Genetic counseling is an option for individuals with affected family members to understand the possible risk of them carrying the CANVAS mutation or their children inheriting CANVAS.

== Genetics ==
A majority of CANVAS cases have been found to be caused by a mutation in the replication factor C subunit 1 gene. CANVAS is typically inherited in an autosomal recessive manner, with both familial and sporadic cases having been documented. The specific mutation is known as a biallelic AAGGG expansion and is found in the second intron of the RFC1 gene. The AAGGG repeats replace the AAAAG sequence found in individuals without CANVAS. The number of times AAGGG is repeated in the gene does not appear to affect when or how symptoms appear.
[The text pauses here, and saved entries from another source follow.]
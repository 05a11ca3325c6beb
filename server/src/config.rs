//! Server configuration
//!
//! Configuration is loaded from environment variables on top of defaults.

use std::env;
use std::path::PathBuf;
use std::time::Duration;

use crate::auth::AuthConfig;

/// Main server configuration
#[derive(Debug, Clone)]
pub struct Config {
    /// Server bind address
    pub host: String,
    /// Server port
    pub port: u16,

    /// Storage configuration
    pub storage: StorageConfig,

    /// Session configuration
    pub session: SessionConfig,
}

/// Where the key-value namespace lives
#[derive(Debug, Clone, Default)]
pub struct StorageConfig {
    /// JSON file holding users and the session. `None` keeps everything in memory.
    pub path: Option<PathBuf>,
}

/// Session-related configuration
#[derive(Debug, Clone)]
pub struct SessionConfig {
    /// Session lifetime after login
    pub duration: Duration,
    /// Background expiry check period
    pub check_interval: Duration,
    /// Minimum password length at registration
    pub min_password_length: usize,
}

impl Default for Config {
    fn default() -> Self {
        Self {
            host: "0.0.0.0".to_string(),
            port: 3000,
            storage: StorageConfig::default(),
            session: SessionConfig::default(),
        }
    }
}

impl Default for SessionConfig {
    fn default() -> Self {
        Self {
            duration: Duration::from_secs(24 * 60 * 60), // 24 hours
            check_interval: Duration::from_secs(60),
            min_password_length: 4,
        }
    }
}

impl From<&SessionConfig> for AuthConfig {
    fn from(session: &SessionConfig) -> Self {
        AuthConfig {
            session_duration: session.duration,
            check_interval: session.check_interval,
            min_password_length: session.min_password_length,
        }
    }
}

impl Config {
    /// Load configuration from environment variables
    pub fn from_env() -> Self {
        Self::from_lookup(|key| env::var(key).ok())
    }

    /// Load configuration from an arbitrary variable source
    pub fn from_lookup(lookup: impl Fn(&str) -> Option<String>) -> Self {
        let mut config = Self::default();

        // Server config
        if let Some(host) = lookup("HOST")
            && !host.is_empty()
        {
            config.host = host;
        }
        if let Some(port) = lookup("PORT")
            && let Ok(p) = port.parse()
        {
            config.port = p;
        }

        // Storage config
        if let Some(path) = lookup("FOLIO_STORE_PATH")
            && !path.is_empty()
        {
            config.storage.path = Some(PathBuf::from(path));
        }

        // Session config
        if let Some(val) = lookup("SESSION_DURATION_HOURS")
            && let Ok(hours) = val.parse::<u64>()
            && hours > 0
        {
            config.session.duration = Duration::from_secs(hours * 60 * 60);
        }
        if let Some(val) = lookup("SESSION_CHECK_INTERVAL_SECS")
            && let Ok(secs) = val.parse::<u64>()
            && secs > 0
        {
            config.session.check_interval = Duration::from_secs(secs);
        }
        if let Some(val) = lookup("MIN_PASSWORD_LENGTH")
            && let Ok(len) = val.parse()
        {
            config.session.min_password_length = len;
        }

        config
    }

    pub fn auth(&self) -> AuthConfig {
        AuthConfig::from(&self.session)
    }
}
The number of AAGGG repeats have been estimated to range from 400 to over 2000 repeats.Similar mutations have also been found in other phenotypes with ataxia.

== Epidemiology ==
The prevalence of the disease is currently unknown, largely owing to its recent description and delineation from other forms of autosomal recessive cerebellar ataxia. It is more commonly identified in individuals of European ancestry, where approximately 0.7% to 1% carry biallelic RFC1 repeat expansions. Carrier frequency for a single pathogenic allele ranges from 4% to 7%. There is no clear difference in prevalence between males and females. Symptom onset typically occurs in middle to late adulthood, with an average age of 52 years and a reported range from 19 to 72 years. No pediatric cases have been described.